→ **Task details**:
From the records below, copy out each line that has the word "DbPool".

[Data entries]
▼

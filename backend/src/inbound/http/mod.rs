//! HTTP inbound adapter exposing REST endpoints.

pub mod auth;
pub mod error;
pub mod flashcards;
pub mod health;
pub mod schemas;
pub mod state;
#[cfg(test)]
pub mod test_utils;
pub mod token_config;
pub mod translation;
pub mod users;
mod validation;

pub use error::ApiResult;

use actix_web::{Scope, web};

/// Every versioned endpoint, mounted under `/api/v1`.
///
/// Handlers read [`state::HttpState`] from app data, so the enclosing app
/// must register it.
pub fn api_scope() -> Scope {
    web::scope("/api/v1")
        .service(users::signup)
        .service(users::login)
        .service(users::current_user)
        .service(flashcards::list_flashcards)
        .service(flashcards::generate_flashcards)
        .service(flashcards::create_flashcard)
        .service(flashcards::delete_flashcard)
        .service(translation::translate_word)
}
//! Domain primitives, services and ports.
//!
//! Purpose: hold the flashcard and account model independent of HTTP and
//! storage. Inbound adapters talk to the driving ports in [`ports`]; outbound
//! adapters implement the driven ones.
//!
//! Public surface:
//! - `Error` / `ErrorCode`: transport-agnostic failure payload.
//! - `Lexicon`, `TranslationResolver`: the two-tier word translation.
//! - `FlashcardService`, `AccountService`: services behind the driving ports.

pub mod account_service;
pub mod auth;
pub mod categories;
pub mod direction;
pub mod error;
pub mod flashcard;
pub mod flashcard_service;
pub mod lexicon;
pub mod ports;
pub mod trace_id;
pub mod translation;
pub mod user;
pub mod word;

pub use self::account_service::AccountService;
pub use self::auth::{
    AccessToken, AuthValidationError, BEARER_TOKEN_TYPE, LoginCredentials, PasswordHash,
    SignupDetails, TokenClaims,
};
pub use self::direction::{Direction, ParseDirectionError};
pub use self::error::{Error, ErrorCode, ErrorValidationError};
pub use self::flashcard::{Flashcard, FlashcardId, NewFlashcard};
pub use self::flashcard_service::FlashcardService;
pub use self::lexicon::Lexicon;
pub use self::trace_id::{TRACE_ID_HEADER, TraceId};
pub use self::translation::{
    TranslationResolver, TranslationResult, TranslationSource, identity_fallback,
};
pub use self::user::{EmailAddress, NewUser, User, UserId, UserName, UserValidationError};
pub use self::word::{Word, WordValidationError};
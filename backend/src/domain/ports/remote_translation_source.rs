//! Driven port for the remote translation provider consulted on lexicon
//! misses.

use async_trait::async_trait;

use super::define_port_error;

define_port_error! {
    /// Errors surfaced while calling the remote translation provider.
    pub enum RemoteTranslationError {
        /// Network transport failed before a response arrived.
        Transport { message: String } =>
            "translation transport failed: {message}",
        /// The call exceeded the configured timeout.
        Timeout { message: String } =>
            "translation request timed out: {message}",
        /// The HTTP status or the payload status was not a success.
        Status { status: u16, message: String } =>
            "translation provider returned status {status}: {message}",
        /// The response body could not be decoded.
        Decode { message: String } =>
            "translation response decode failed: {message}",
        /// The provider answered with a blank translation.
        EmptyTranslation =>
            "translation provider returned an empty translation",
    }
}

/// Port for fetching a single word translation.
#[cfg_attr(test, mockall::automock)]
#[async_trait]
pub trait RemoteTranslationSource: Send + Sync {
    /// Translate `word` for a language pair such as `en|pt`.
    ///
    /// Returns the trimmed, non-empty translated text.
    async fn fetch_translation(
        &self,
        word: &str,
        language_pair: &str,
    ) -> Result<String, RemoteTranslationError>;
}

/// Offline source that never translates, leaving every lexicon miss to the
/// identity fallback.
#[derive(Debug, Default, Clone, Copy)]
pub struct FixtureRemoteTranslationSource;

#[async_trait]
impl RemoteTranslationSource for FixtureRemoteTranslationSource {
    async fn fetch_translation(
        &self,
        word: &str,
        language_pair: &str,
    ) -> Result<String, RemoteTranslationError> {
        Err(RemoteTranslationError::transport(format!(
            "no remote provider configured for {word} ({language_pair})"
        )))
    }
}
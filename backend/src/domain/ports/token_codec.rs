//! Driven port for issuing and verifying bearer tokens.

use crate::domain::{AccessToken, UserId};

use super::define_port_error;

define_port_error! {
    /// Token failures. Every verification failure maps to 401.
    pub enum TokenError {
        /// The token is not three base64url segments of valid JSON.
        Malformed { message: String } => "token is malformed: {message}",
        /// The header names an algorithm other than HS256.
        UnsupportedAlgorithm { algorithm: String } => "unsupported token algorithm: {algorithm}",
        /// The signature does not match.
        InvalidSignature => "token signature is invalid",
        /// The token is past its expiry.
        Expired => "token has expired",
        /// Claims could not be encoded while issuing.
        Encode { message: String } => "token encoding failed: {message}",
    }
}

#[cfg_attr(test, mockall::automock)]
pub trait TokenCodec: Send + Sync {
    /// Issue a token whose subject is `user_id`.
    fn issue(&self, user_id: &UserId) -> Result<AccessToken, TokenError>;

    /// Verify a token and return its subject.
    fn verify(&self, token: &str) -> Result<UserId, TokenError>;
}
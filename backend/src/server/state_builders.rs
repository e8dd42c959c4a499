//! Builders wiring outbound adapters into the HTTP state.

use std::io;
use std::sync::Arc;

use mockable::{Clock, DefaultClock};
use tracing::{info, warn};
use zeroize::Zeroizing;

use flashcards::domain::ports::{
    FlashcardRepository, PasswordHasher, RemoteTranslationSource, TokenCodec, UserRepository,
};
use flashcards::domain::{AccountService, FlashcardService, TranslationResolver};
use flashcards::inbound::http::state::HttpState;
use flashcards::outbound::memory::{InMemoryFlashcardRepository, InMemoryUserRepository};
use flashcards::outbound::persistence::{
    DbPool, DieselFlashcardRepository, DieselUserRepository, run_pending_migrations,
};
use flashcards::outbound::security::{Argon2PasswordHasher, Hs256TokenCodec};
use flashcards::outbound::translation::HttpTranslationSource;

use super::AppSettings;

/// Repositories backing the services.
pub(crate) struct Repositories {
    pub(crate) users: Arc<dyn UserRepository>,
    pub(crate) flashcards: Arc<dyn FlashcardRepository>,
}

impl Repositories {
    fn in_memory(clock: Arc<dyn Clock>) -> Self {
        Self {
            users: Arc::new(InMemoryUserRepository::new(clock.clone())),
            flashcards: Arc::new(InMemoryFlashcardRepository::new(clock)),
        }
    }

    fn diesel(pool: DbPool) -> Self {
        Self {
            users: Arc::new(DieselUserRepository::new(pool.clone())),
            flashcards: Arc::new(DieselFlashcardRepository::new(pool)),
        }
    }
}

/// Choose PostgreSQL when a database URL is configured, otherwise memory.
///
/// Migrations run before the pool is handed out.
pub(crate) async fn build_repositories(settings: &AppSettings) -> io::Result<Repositories> {
    let Some(database_url) = settings.database_url() else {
        warn!("FLASHCARDS_DATABASE_URL not set; keeping data in memory (dev only)");
        return Ok(Repositories::in_memory(Arc::new(DefaultClock)));
    };

    run_pending_migrations(database_url)
        .await
        .map_err(|err| io::Error::other(format!("database migration failed: {err}")))?;
    let pool = DbPool::new(settings.pool_config(database_url))
        .await
        .map_err(|err| io::Error::other(format!("database pool: {}", err.into_message())))?;
    info!("connected to PostgreSQL");
    Ok(Repositories::diesel(pool))
}

/// Build the remote translation adapter from settings.
pub(crate) fn build_remote_source(
    settings: &AppSettings,
) -> io::Result<Arc<dyn RemoteTranslationSource>> {
    let endpoint = settings.translation_endpoint().map_err(io::Error::other)?;
    let source = HttpTranslationSource::new(endpoint, settings.translation_timeout())
        .map_err(|err| io::Error::other(format!("translation client: {err}")))?;
    Ok(Arc::new(source))
}

/// Build the token codec with the resolved signing secret.
pub(crate) fn build_token_codec(
    settings: &AppSettings,
    secret: Zeroizing<Vec<u8>>,
) -> Arc<dyn TokenCodec> {
    Arc::new(Hs256TokenCodec::new(
        secret,
        settings.token_ttl(),
        Arc::new(DefaultClock),
    ))
}

/// Assemble domain services into the handler state.
pub(crate) fn build_http_state(
    repositories: Repositories,
    remote: Arc<dyn RemoteTranslationSource>,
    tokens: Arc<dyn TokenCodec>,
) -> HttpState {
    let hasher: Arc<dyn PasswordHasher> = Arc::new(Argon2PasswordHasher::default());
    let accounts = Arc::new(AccountService::new(repositories.users, hasher, tokens));
    let flashcards = Arc::new(FlashcardService::new(
        repositories.flashcards,
        TranslationResolver::new(remote),
    ));

    HttpState {
        accounts: accounts.clone(),
        accounts_query: accounts,
        flashcards: flashcards.clone(),
        flashcards_query: flashcards.clone(),
        translations: flashcards,
    }
}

▲

→ **Answer space**:
    DbPool, DieselFlashcardRepository, DieselUserRepository, run_pending_migrations,
    fn diesel(pool: DbPool) -> Self {
    let pool = DbPool::new(settings.pool_config(database_url))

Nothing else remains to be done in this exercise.